Investors were still contemplating the possibility of Intel (INTC) doing its largest acquisition ever too. There were reports late Friday that it was looking to buy chip company Altera (ALTR). Both stocks fell Monday as a deal has yet to materialize. But many other semiconductor stocks were rallying.

Related: Kraft and Heinz to create food giant

And all this follows the big food merger last week. Heinz, controlled by Warren Buffett's Berkshire Hathaway (BRKB) and private equity firm 3G Capital, is buying Kraft (KRFT).

3. China stimulus. One of the biggest worries that investors have dealt with this year is the possibility of a hard economic landing in China.

The Chinese economy is slowing. But China's government is taking steps to soften the impact.

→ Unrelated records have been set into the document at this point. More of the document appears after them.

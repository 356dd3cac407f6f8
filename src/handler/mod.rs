use axum::extract::Multipart;
use bson::oid::ObjectId;
use bytes::BytesMut;
use serde::de::DeserializeOwned;
use tracing::{debug, error};

use crate::dto::common_dto::UploadedFile;
use crate::util::error::HandlerError;

pub mod charge_handler;
pub mod contract_handler;
pub mod customer_handler;
pub mod facture_handler;
pub mod fleet_handler;
pub mod incident_handler;
pub mod payment_handler;
pub mod reservation_handler;
pub mod user_handler;
pub mod vehicle_handler;

pub(crate) fn parse_object_id(id: &str, what: &str) -> Result<ObjectId, HandlerError> {
    ObjectId::parse_str(id)
        .map_err(|_| HandlerError::bad_request(format!("Invalid {} id", what)))
}

/// Decoded multipart body: the `json` field, every `file*` part, and the
/// optional `keepDocuments` URL list driving attachment removal on updates.
pub struct MultipartPayload<T> {
    pub data: T,
    pub files: Vec<UploadedFile>,
    pub keep_documents: Option<Vec<String>>,
}

/// Reads a multipart request the way the admin UI sends it: one `json`
/// field with the request payload, any number of `file`/`file0`/... parts,
/// and for updates a `keepDocuments` field listing the stored URLs to keep.
pub async fn parse_multipart<T: DeserializeOwned>(
    mut multipart: Multipart,
) -> Result<MultipartPayload<T>, HandlerError> {
    let mut data: Option<T> = None;
    let mut files: Vec<UploadedFile> = Vec::new();
    let mut keep_documents: Option<Vec<String>> = None;

    while let Some(field) = multipart
        .next_field()
        .await
        .map_err(|e| HandlerError::bad_request(format!("Failed to read multipart field: {}", e)))?
    {
        let name = field.name().map(|s| s.to_string()).unwrap_or_default();
        debug!("Processing multipart field '{}'", name);

        if name == "json" {
            let bytes = field.bytes().await.map_err(|e| {
                HandlerError::bad_request(format!("Failed to read json field: {}", e))
            })?;
            let parsed: T = serde_json::from_slice(&bytes).map_err(|e| {
                error!("Invalid JSON payload: {}", e);
                HandlerError::bad_request(format!("Invalid JSON: {}", e))
            })?;
            data = Some(parsed);
        } else if name == "keepDocuments" {
            let bytes = field.bytes().await.map_err(|e| {
                HandlerError::bad_request(format!("Failed to read keepDocuments field: {}", e))
            })?;
            let urls: Vec<String> = serde_json::from_slice(&bytes).map_err(|e| {
                HandlerError::bad_request(format!("Invalid keepDocuments list: {}", e))
            })?;
            keep_documents = Some(urls);
        } else if name.starts_with("file") {
            let filename = field.file_name().map(|s| s.to_string()).unwrap_or_default();
            let content_type = field
                .content_type()
                .map(|s| s.to_string())
                .unwrap_or_else(|| "application/octet-stream".to_string());

            let mut buf = BytesMut::new();
            let mut stream = field;
            while let Some(chunk) = stream.chunk().await.map_err(|e| {
                HandlerError::bad_request(format!("Failed to read file chunk: {}", e))
            })? {
                buf.extend_from_slice(&chunk);
            }
            debug!("Received file '{}' ({} bytes)", filename, buf.len());
            files.push(UploadedFile {
                filename,
                content_type,
                size: buf.len(),
                content: buf.to_vec(),
            });
        }
    }

    let data = data.ok_or_else(|| HandlerError::bad_request("Missing json field"))?;
    Ok(MultipartPayload {
        data,
        files,
        keep_documents,
    })
}
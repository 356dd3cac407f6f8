//! Shared MongoDB plumbing: one client for the whole application and a
//! generic CRUD core the per-entity repositories wrap. Fourteen collections
//! share the same insert/find/update/delete shape; only the domain queries
//! differ.

use bson::{doc, oid::ObjectId, Bson};
use futures::stream::StreamExt;
use mongodb::options::{ClientOptions, Credential, FindOptions, ResolverConfig};
use mongodb::{Client, Collection, Database};
use tracing::{error, info};

use crate::config::mongo_conf::MongoConfig;
use crate::model::document::Document;
use crate::model::Entity;
use crate::repository::repository_error::{RepositoryError, RepositoryResult};

/// Builds the shared database handle from configuration.
pub async fn connect(config: &MongoConfig) -> Result<Database, mongodb::error::Error> {
    let mut client_options =
        ClientOptions::parse_with_resolver_config(&config.uri, ResolverConfig::cloudflare()).await?;
    client_options.app_name = Some("AutolocBackend".to_string());
    client_options.max_pool_size = Some(config.pool_size);
    client_options.connect_timeout =
        Some(std::time::Duration::from_secs(config.connection_timeout_secs));

    if let (Some(ref username), Some(ref password)) = (&config.username, &config.password) {
        client_options.credential = Some(
            Credential::builder()
                .username(username.clone())
                .password(password.clone())
                .build(),
        );
    }

    let client = Client::with_options(client_options)?;
    info!("Connected to MongoDB database '{}'", config.database);
    Ok(client.database(&config.database))
}

pub struct MongoCrud<T: Entity> {
    collection: Collection<T>,
}

impl<T: Entity> MongoCrud<T> {
    pub fn new(db: &Database) -> Self {
        MongoCrud {
            collection: db.collection::<T>(T::COLLECTION),
        }
    }

    pub async fn create(&self, entity: T) -> RepositoryResult<T> {
        let mut new_entity = entity;
        new_entity.set_id(ObjectId::new());
        let now = chrono::Utc::now().to_rfc3339();
        new_entity.touch_created(now.clone());
        new_entity.touch_updated(now);

        match self.collection.insert_one(new_entity.clone(), None).await {
            Ok(_) => Ok(new_entity),
            Err(e) => {
                error!("Failed to insert into {}: {}", T::COLLECTION, e);
                Err(RepositoryError::from(e))
            }
        }
    }

    pub async fn get_by_id(&self, id: ObjectId) -> RepositoryResult<T> {
        let filter = doc! { "_id": id };
        match self.collection.find_one(filter, None).await {
            Ok(Some(entity)) => Ok(entity),
            Ok(None) => Err(RepositoryError::not_found(format!(
                "No {} document for ID: {}",
                T::COLLECTION,
                id
            ))),
            Err(e) => {
                error!("Failed to fetch from {}: {}", T::COLLECTION, e);
                Err(RepositoryError::from(e))
            }
        }
    }

    pub async fn update(&self, id: ObjectId, entity: T) -> RepositoryResult<T> {
        let mut updated = entity;
        updated.touch_updated(chrono::Utc::now().to_rfc3339());

        let mut document = bson::to_document(&updated)?;
        document.remove("_id");
        // Never clobber the creation timestamp with a null from a
        // freshly-built entity.
        if matches!(document.get("createdAt"), Some(Bson::Null)) {
            document.remove("createdAt");
        }

        let filter = doc! { "_id": id };
        let update = doc! { "$set": document };
        match self.collection.update_one(filter, update, None).await {
            Ok(result) if result.matched_count > 0 => Ok(updated),
            Ok(_) => Err(RepositoryError::not_found(format!(
                "No {} document to update for ID: {}",
                T::COLLECTION,
                id
            ))),
            Err(e) => {
                error!("Failed to update {}: {}", T::COLLECTION, e);
                Err(RepositoryError::from(e))
            }
        }
    }

    /// Partial `$set` update; refreshes `updatedAt` alongside.
    pub async fn update_fields(&self, id: ObjectId, mut set: bson::Document) -> RepositoryResult<()> {
        set.insert("updatedAt", chrono::Utc::now().to_rfc3339());
        let filter = doc! { "_id": id };
        let update = doc! { "$set": set };
        match self.collection.update_one(filter, update, None).await {
            Ok(result) if result.matched_count > 0 => Ok(()),
            Ok(_) => Err(RepositoryError::not_found(format!(
                "No {} document to update for ID: {}",
                T::COLLECTION,
                id
            ))),
            Err(e) => Err(RepositoryError::from(e)),
        }
    }

    /// Replaces the embedded document list. The transient `isNew` marker is
    /// stripped before writing; it must never be persisted.
    pub async fn set_documents(&self, id: ObjectId, documents: &[Document]) -> RepositoryResult<()> {
        let persisted: Vec<Document> = documents.iter().map(Document::persisted).collect();
        let value = bson::to_bson(&persisted)?;
        self.update_fields(id, doc! { "documents": value }).await
    }

    pub async fn delete(&self, id: ObjectId) -> RepositoryResult<()> {
        let filter = doc! { "_id": id };
        match self.collection.delete_one(filter, None).await {
            Ok(result) if result.deleted_count > 0 => Ok(()),
            Ok(_) => Err(RepositoryError::not_found(format!(
                "No {} document to delete for ID: {}",
                T::COLLECTION,
                id
            ))),
            Err(e) => {
                error!("Failed to delete from {}: {}", T::COLLECTION, e);
                Err(RepositoryError::from(e))
            }
        }
    }

    pub async fn list(&self, page: u32, limit: u32) -> RepositoryResult<Vec<T>> {
        let options = FindOptions::builder()
            .skip(skip_for(page, limit))
            .limit(limit as i64)
            .build();
        self.find_with(None, Some(options)).await
    }

    pub async fn find_by(&self, filter: bson::Document) -> RepositoryResult<Vec<T>> {
        self.find_with(Some(filter), None).await
    }

    async fn find_with(
        &self,
        filter: Option<bson::Document>,
        options: Option<FindOptions>,
    ) -> RepositoryResult<Vec<T>> {
        let mut cursor = self.collection.find(filter, options).await.map_err(|e| {
            error!("Failed to query {}: {}", T::COLLECTION, e);
            RepositoryError::from(e)
        })?;
        let mut entities = Vec::new();
        while let Some(result) = cursor.next().await {
            entities.push(result.map_err(RepositoryError::from)?);
        }
        Ok(entities)
    }

    pub async fn count(&self) -> RepositoryResult<u64> {
        self.collection
            .count_documents(None, None)
            .await
            .map_err(RepositoryError::from)
    }
}

/// Number of documents to skip for a 1-based page. Widened to u64 before
/// multiplying so an arbitrary page query parameter cannot overflow.
fn skip_for(page: u32, limit: u32) -> u64 {
    (page.max(1) as u64 - 1) * limit as u64
}

#[cfg(test)]
mod tests {
    use super::*;

    #[test]
    fn test_skip_for_pages() {
        assert_eq!(skip_for(1, 20), 0);
        assert_eq!(skip_for(3, 20), 40);
        assert_eq!(skip_for(0, 20), 0);
    }

    #[test]
    fn test_skip_for_huge_page_does_not_overflow() {
        assert_eq!(skip_for(u32::MAX, u32::MAX), (u32::MAX as u64 - 1) * u32::MAX as u64);
    }
}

The most recent initiative was the unveiling of plans to spend a lot more on infrastructure in order to promote more trade between China and Europe and Africa.

This so-called modern "Silk Road" could lead to billions of dollars invested in railroads, ports, oil pipelines and other transportation equipment.

Related: China's factories slump amid growth concerns

China's central bank has already cut interest rates twice since November. So if China is able to keep its economy from losing too much steam, that's good news for the rest of the world.

Can the rally last? it's important to note that not much has changed in the past few days.

Earnings are still likely to be weak in the first quarter. Oil prices are still low. The Greek situation remains unresolved. The Fed is going to raise interest rates.

Related: Earnings are going to stink

Stocks have been extremely volatile this year and that is likely to continue. Big mutual funds and hedge funds may also be making moves to dress up their portfolios at the end of the first quarter.

And trading volume may be light this week since there are not many key earnings and economic reports scheduled.

What's more, the stock market is closed for Good Friday -- even though the latest jobs report is coming out that day. So while Monday's rally is a nice way to start the week, don't get too excited yet.